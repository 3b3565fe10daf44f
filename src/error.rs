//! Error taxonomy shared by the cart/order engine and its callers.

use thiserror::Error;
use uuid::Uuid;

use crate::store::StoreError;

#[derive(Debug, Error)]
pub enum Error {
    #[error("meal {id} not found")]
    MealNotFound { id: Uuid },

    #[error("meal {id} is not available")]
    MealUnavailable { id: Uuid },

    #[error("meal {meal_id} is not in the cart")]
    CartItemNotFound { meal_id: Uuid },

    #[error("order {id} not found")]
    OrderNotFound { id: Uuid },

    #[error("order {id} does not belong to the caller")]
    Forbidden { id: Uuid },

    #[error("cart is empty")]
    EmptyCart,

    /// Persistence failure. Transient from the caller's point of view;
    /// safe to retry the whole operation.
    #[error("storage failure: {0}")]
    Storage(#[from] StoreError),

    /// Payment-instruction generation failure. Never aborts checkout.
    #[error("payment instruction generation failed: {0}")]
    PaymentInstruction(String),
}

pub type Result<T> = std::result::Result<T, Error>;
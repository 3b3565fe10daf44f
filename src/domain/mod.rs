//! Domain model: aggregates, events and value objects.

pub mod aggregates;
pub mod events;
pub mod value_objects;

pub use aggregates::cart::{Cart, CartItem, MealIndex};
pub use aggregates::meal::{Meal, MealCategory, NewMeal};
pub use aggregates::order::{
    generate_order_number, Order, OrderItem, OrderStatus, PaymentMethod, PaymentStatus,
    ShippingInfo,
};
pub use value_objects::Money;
-----
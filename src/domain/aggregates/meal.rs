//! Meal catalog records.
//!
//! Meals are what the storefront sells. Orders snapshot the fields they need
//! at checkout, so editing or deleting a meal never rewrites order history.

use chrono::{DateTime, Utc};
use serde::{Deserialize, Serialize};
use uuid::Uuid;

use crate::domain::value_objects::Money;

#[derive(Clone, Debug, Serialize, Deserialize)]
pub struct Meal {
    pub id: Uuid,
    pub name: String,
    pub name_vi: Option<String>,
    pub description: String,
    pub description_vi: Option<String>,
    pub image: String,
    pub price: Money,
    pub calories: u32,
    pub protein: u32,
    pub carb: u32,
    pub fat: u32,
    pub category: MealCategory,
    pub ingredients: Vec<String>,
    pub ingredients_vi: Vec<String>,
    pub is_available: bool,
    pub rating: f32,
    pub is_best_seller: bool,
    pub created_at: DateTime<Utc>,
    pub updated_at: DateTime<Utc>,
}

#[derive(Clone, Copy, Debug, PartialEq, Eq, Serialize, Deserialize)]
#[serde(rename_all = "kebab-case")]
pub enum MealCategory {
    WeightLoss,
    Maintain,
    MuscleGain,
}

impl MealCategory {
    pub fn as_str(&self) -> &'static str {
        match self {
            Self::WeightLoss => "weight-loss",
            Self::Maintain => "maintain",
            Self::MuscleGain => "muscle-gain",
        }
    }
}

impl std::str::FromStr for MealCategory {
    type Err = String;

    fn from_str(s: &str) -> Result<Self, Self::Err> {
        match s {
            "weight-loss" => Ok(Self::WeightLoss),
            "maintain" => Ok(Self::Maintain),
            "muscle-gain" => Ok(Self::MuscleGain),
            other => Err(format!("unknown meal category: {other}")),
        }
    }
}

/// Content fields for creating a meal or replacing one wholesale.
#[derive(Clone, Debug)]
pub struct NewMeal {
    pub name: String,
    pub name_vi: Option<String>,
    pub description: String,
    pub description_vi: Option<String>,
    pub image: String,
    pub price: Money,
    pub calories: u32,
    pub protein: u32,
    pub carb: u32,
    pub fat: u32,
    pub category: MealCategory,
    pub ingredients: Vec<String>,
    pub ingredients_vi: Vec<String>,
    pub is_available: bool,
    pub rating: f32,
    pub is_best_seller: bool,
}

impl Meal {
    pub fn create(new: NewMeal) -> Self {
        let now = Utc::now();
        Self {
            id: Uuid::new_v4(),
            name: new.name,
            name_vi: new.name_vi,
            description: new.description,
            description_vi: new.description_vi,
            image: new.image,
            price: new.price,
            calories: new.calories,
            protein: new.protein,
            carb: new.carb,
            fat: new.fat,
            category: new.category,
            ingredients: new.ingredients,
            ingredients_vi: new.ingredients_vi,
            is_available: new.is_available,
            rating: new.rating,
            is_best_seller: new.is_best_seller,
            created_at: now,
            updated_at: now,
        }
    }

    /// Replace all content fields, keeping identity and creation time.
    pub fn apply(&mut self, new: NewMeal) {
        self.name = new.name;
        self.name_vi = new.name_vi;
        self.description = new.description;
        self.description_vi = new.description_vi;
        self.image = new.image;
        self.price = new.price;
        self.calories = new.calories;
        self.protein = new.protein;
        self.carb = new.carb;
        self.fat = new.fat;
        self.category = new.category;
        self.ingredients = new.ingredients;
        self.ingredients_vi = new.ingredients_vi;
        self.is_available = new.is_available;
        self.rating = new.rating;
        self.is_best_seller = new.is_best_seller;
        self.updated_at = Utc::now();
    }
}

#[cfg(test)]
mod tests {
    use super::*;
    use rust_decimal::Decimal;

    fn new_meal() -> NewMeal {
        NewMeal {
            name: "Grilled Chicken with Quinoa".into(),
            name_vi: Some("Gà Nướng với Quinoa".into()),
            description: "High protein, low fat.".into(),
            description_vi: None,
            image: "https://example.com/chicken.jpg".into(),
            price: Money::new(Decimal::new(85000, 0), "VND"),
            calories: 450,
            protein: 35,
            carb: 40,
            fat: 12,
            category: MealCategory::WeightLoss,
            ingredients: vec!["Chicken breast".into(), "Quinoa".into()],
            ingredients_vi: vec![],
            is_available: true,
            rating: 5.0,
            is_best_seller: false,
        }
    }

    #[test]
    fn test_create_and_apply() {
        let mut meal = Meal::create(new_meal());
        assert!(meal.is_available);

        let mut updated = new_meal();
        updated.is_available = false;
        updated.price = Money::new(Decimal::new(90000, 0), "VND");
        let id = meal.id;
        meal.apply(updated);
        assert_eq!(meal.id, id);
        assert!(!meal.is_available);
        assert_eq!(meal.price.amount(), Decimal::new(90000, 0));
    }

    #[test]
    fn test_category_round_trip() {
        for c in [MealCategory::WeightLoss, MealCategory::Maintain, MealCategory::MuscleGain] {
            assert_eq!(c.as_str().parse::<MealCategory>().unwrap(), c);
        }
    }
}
-----
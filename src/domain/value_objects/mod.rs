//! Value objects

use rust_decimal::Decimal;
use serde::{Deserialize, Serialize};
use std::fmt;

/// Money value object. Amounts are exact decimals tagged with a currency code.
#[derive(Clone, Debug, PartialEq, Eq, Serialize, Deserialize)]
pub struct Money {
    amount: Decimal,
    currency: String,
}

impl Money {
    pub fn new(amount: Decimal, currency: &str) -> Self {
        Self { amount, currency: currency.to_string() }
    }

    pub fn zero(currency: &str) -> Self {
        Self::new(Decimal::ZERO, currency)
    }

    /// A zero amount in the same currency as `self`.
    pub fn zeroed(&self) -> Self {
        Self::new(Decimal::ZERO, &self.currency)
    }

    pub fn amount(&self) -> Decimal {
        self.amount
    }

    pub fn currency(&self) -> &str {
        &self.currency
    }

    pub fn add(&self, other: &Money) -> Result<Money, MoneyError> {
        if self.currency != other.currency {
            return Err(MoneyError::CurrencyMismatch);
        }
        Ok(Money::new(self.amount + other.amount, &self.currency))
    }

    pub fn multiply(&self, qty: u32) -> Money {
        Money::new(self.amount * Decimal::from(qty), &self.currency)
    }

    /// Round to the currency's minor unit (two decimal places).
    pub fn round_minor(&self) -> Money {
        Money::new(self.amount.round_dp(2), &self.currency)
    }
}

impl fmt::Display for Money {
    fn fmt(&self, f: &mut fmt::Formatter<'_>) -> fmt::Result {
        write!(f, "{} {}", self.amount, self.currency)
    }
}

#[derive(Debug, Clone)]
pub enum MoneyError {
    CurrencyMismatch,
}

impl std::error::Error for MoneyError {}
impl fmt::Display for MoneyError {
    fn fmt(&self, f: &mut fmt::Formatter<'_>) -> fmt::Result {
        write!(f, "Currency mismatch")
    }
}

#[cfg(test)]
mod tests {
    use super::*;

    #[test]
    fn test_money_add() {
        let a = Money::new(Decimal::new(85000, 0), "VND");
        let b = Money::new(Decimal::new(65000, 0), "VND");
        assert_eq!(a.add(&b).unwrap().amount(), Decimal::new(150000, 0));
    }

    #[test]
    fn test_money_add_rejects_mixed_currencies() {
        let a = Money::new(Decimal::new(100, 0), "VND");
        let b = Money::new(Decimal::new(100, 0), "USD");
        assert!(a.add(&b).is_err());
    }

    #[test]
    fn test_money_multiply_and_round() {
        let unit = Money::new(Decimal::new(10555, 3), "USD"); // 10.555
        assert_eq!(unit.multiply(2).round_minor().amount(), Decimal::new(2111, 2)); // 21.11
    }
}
-----
— Exercise details —
Begin at the line above that has "amount, currency: currency.to_string()" and stop after the line that has "if self.currency != other.currency", copying each line exactly and adding nothing else.

— Output —
        Self { amount, currency: currency.to_string() }
    }

    pub fn zero(currency: &str) -> Self {
        Self::new(Decimal::ZERO, currency)
    }

    /// A zero amount in the same currency as `self`.
    pub fn zeroed(&self) -> Self {
        Self::new(Decimal::ZERO, &self.currency)
    }

    pub fn amount(&self) -> Decimal {
        self.amount
    }

    pub fn currency(&self) -> &str {
        &self.currency
    }

    pub fn add(&self, other: &Money) -> Result<Money, MoneyError> {
        if self.currency != other.currency {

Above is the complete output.